In addition, it is expected that courts will have the ability to make publicity orders, restoration orders, community service orders, enforceable undertakings, injunctions, training orders and compensation orders.
Publicity orders are now a feature of the OHS legislation in most jurisdictions but they are sparingly used. In NSW, where they have been available since 2001, they have been used against government departments and local councils only. If used more widely as they are in the environmental context, they have a very significant deterrence potential, especially given the financial markets’ increased awareness of the link between good OHS performance and good corporate governance more generally.
Training orders also have significant potential. It is expected that the court will on sentencing have the power to require the person convicted of an offence, and presumably officers of the person in the case of corporations, to undertake a specified course of training.
The power to order compensation for OHS offences, however, if introduced as expected, will introduce a new dynamic to OHS prosecution. Prosecutions will shift from an exercise solely aimed at punishing the offender to one, at least in part, concerned with compensating injured persons and families of deceased persons. This has the potential to give injured persons and families standing in prosecutions an interest in such proceedings which they presently do not have.

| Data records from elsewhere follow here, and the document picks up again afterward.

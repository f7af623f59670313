use std::{f32::consts::PI, fmt, sync::Arc};

use realfft::{num_complex::Complex32, RealFftPlanner, RealToComplex};

use crate::{config::validate_fft_size, AudioConfig, AuraluxError, Result};

mod spectrum;

pub use spectrum::{SpectrumFrame, SpectrumSampler};

/// Analysis tap of the signal graph.
///
/// Keeps the most recent `fft_size` samples that flowed through the gain
/// stage and, on demand, turns them into a smoothed magnitude spectrum mapped
/// onto bytes. Nothing is computed while samples are pushed; the transform
/// only runs when a snapshot is requested.
pub struct Analyser {
    fft_size: usize,
    smoothing: f32,
    min_decibels: f32,
    max_decibels: f32,
    history: Vec<f32>,
    write_pos: usize,
    smoothed: Vec<f32>,
    window: Vec<f32>,
    fft_planner: RealFftPlanner<f32>,
    fft: Option<FftResources>,
}

impl Analyser {
    /// Builds the tap from the FFT size, smoothing and decibel range in `config`.
    pub fn new(config: &AudioConfig) -> Result<Self> {
        validate_fft_size(config.fft_size)?;
        let mut analyser = Self {
            fft_size: config.fft_size,
            smoothing: config.smoothing.clamp(0.0, 1.0),
            min_decibels: config.min_decibels,
            max_decibels: config.max_decibels,
            history: Vec::new(),
            write_pos: 0,
            smoothed: Vec::new(),
            window: Vec::new(),
            fft_planner: RealFftPlanner::new(),
            fft: None,
        };
        analyser.allocate(config.fft_size);
        Ok(analyser)
    }

    pub fn fft_size(&self) -> usize {
        self.fft_size
    }

    /// Number of magnitude bins produced per snapshot.
    pub fn frequency_bin_count(&self) -> usize {
        self.fft_size / 2
    }

    /// Changes the analysis window. Buffers are rebuilt whole; the most recent
    /// audio is carried over but the smoothing history starts fresh.
    pub fn set_fft_size(&mut self, fft_size: usize) -> Result<()> {
        validate_fft_size(fft_size)?;
        if fft_size == self.fft_size {
            return Ok(());
        }

        let recent = self.chronological();
        self.allocate(fft_size);
        let keep = recent.len().min(fft_size);
        self.push_samples(&recent[recent.len() - keep..]);
        tracing::debug!(fft_size, "analyser resized");
        Ok(())
    }

    /// Appends processed samples to the rolling time-domain window.
    pub fn push_samples(&mut self, samples: &[f32]) {
        let len = self.history.len();
        if len == 0 {
            return;
        }
        let skip = samples.len().saturating_sub(len);
        for &sample in &samples[skip..] {
            self.history[self.write_pos] = sample;
            self.write_pos = (self.write_pos + 1) % len;
        }
    }

    /// Writes the current magnitude spectrum into `out`, one byte per bin,
    /// from low to high frequency. Bins beyond `out.len()` are ignored.
    pub fn byte_frequency_data(&mut self, out: &mut [u8]) -> Result<()> {
        self.update_spectrum()?;

        let range = self.max_decibels - self.min_decibels;
        for (dst, magnitude) in out.iter_mut().zip(&self.smoothed) {
            *dst = if *magnitude <= f32::MIN_POSITIVE {
                0
            } else {
                let db = 20.0 * magnitude.log10();
                let scaled = (db - self.min_decibels) / range * 255.0;
                scaled.clamp(0.0, 255.0) as u8
            };
        }
        Ok(())
    }

    fn update_spectrum(&mut self) -> Result<()> {
        let size = self.fft_size;
        let fft = self
            .fft
            .as_mut()
            .ok_or_else(|| AuraluxError::msg("analyser buffers missing"))?;

        let (newest, oldest) = self.history.split_at(self.write_pos);
        let ordered = oldest.iter().chain(newest);
        for ((dst, sample), weight) in fft.input.iter_mut().zip(ordered).zip(&self.window) {
            *dst = sample * weight;
        }

        fft.plan
            .process_with_scratch(&mut fft.input, &mut fft.spectrum, &mut fft.scratch)
            .map_err(|err| AuraluxError::msg(format!("spectrum transform failed: {err}")))?;

        let scale = 1.0 / size as f32;
        let tau = self.smoothing;
        for (previous, bin) in self.smoothed.iter_mut().zip(&fft.spectrum) {
            let magnitude = bin.norm() * scale;
            let next = tau * *previous + (1.0 - tau) * magnitude;
            *previous = if next.is_finite() { next } else { 0.0 };
        }
        Ok(())
    }

    fn chronological(&self) -> Vec<f32> {
        let mut ordered = Vec::with_capacity(self.history.len());
        ordered.extend_from_slice(&self.history[self.write_pos..]);
        ordered.extend_from_slice(&self.history[..self.write_pos]);
        ordered
    }

    fn allocate(&mut self, size: usize) {
        let plan = self.fft_planner.plan_fft_forward(size);
        let scratch = plan.make_scratch_vec();
        let spectrum = plan.make_output_vec();
        let input = plan.make_input_vec();
        self.fft = Some(FftResources {
            size,
            plan,
            scratch,
            spectrum,
            input,
        });

        self.fft_size = size;
        self.history = vec![0.0; size];
        self.write_pos = 0;
        self.smoothed = vec![0.0; size / 2];
        self.window = (0..size).map(|index| blackman_value(index, size)).collect();
    }
}

struct FftResources {
    size: usize,
    plan: Arc<dyn RealToComplex<f32>>,
    scratch: Vec<Complex32>,
    spectrum: Vec<Complex32>,
    input: Vec<f32>,
}

impl fmt::Debug for Analyser {
    fn fmt(&self, f: &mut fmt::Formatter<'_>) -> fmt::Result {
        f.debug_struct("Analyser")
            .field("fft_size", &self.fft_size)
            .field("smoothing", &self.smoothing)
            .field("min_decibels", &self.min_decibels)
            .field("max_decibels", &self.max_decibels)
            .field("fft", &self.fft)
            .finish()
    }
}

impl fmt::Debug for FftResources {
    fn fmt(&self, f: &mut fmt::Formatter<'_>) -> fmt::Result {
        f.debug_struct("FftResources")
            .field("size", &self.size)
            .finish()
    }
}

fn blackman_value(index: usize, len: usize) -> f32 {
    if len <= 1 {
        return 1.0;
    }

    let phase = 2.0 * PI * index as f32 / len as f32;
    0.42 - 0.5 * phase.cos() + 0.08 * (2.0 * phase).cos()
}

#[cfg(test)]
mod tests {
    use super::*;

    fn analyser(fft_size: usize) -> Analyser {
        let config = AudioConfig {
            fft_size,
            smoothing: 0.0,
            ..AudioConfig::default()
        };
        Analyser::new(&config).unwrap()
    }

    fn sine(bin: usize, fft_size: usize, len: usize, amplitude: f32) -> Vec<f32> {
        (0..len)
            .map(|n| amplitude * (2.0 * PI * bin as f32 * n as f32 / fft_size as f32).sin())
            .collect()
    }

    #[test]
    fn silence_maps_to_zero() {
        let mut analyser = analyser(256);
        analyser.push_samples(&[0.0; 512]);
        let mut out = vec![7u8; analyser.frequency_bin_count()];
        analyser.byte_frequency_data(&mut out).unwrap();
        assert!(out.iter().all(|&value| value == 0));
    }

    #[test]
    fn sine_peaks_at_its_bin() {
        let mut analyser = analyser(512);
        analyser.push_samples(&sine(20, 512, 512, 0.01));
        let mut out = vec![0u8; analyser.frequency_bin_count()];
        analyser.byte_frequency_data(&mut out).unwrap();

        let peak = out
            .iter()
            .enumerate()
            .max_by_key(|(_, value)| **value)
            .map(|(index, _)| index)
            .unwrap();
        assert_eq!(peak, 20);
        assert!(out[21] < out[20]);
        assert!(out[200] < out[20]);
    }

    #[test]
    fn smoothing_decays_towards_silence() {
        let config = AudioConfig {
            fft_size: 256,
            ..AudioConfig::default()
        };
        let mut analyser = Analyser::new(&config).unwrap();
        let mut out = vec![0u8; analyser.frequency_bin_count()];

        analyser.push_samples(&sine(10, 256, 256, 1.0));
        analyser.byte_frequency_data(&mut out).unwrap();
        let loud = out[10];

        analyser.push_samples(&[0.0; 256]);
        analyser.byte_frequency_data(&mut out).unwrap();
        let fading = out[10];
        assert!(fading > 0 && fading <= loud);
    }

    #[test]
    fn resizing_changes_bin_count() {
        let mut analyser = analyser(1024);
        assert_eq!(analyser.frequency_bin_count(), 512);
        analyser.set_fft_size(2048).unwrap();
        assert_eq!(analyser.frequency_bin_count(), 1024);
        assert!(analyser.set_fft_size(1000).is_err());
        assert_eq!(analyser.fft_size(), 2048);
    }
}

It also blurs the line between workers compensation and OHS enforcement and is likely to make proceedings more adversarial where there are allegations of negligence on the part of the injured person.
The draft legislation is expected to be released shortly. While the principles put forward in the reports into the Review of National OHS legislation were on the whole sound, the devil is always in the detail. It is important that all interested parties pay particular attention to the draft legislation when it is released and make appropriate submissions in the public comment period.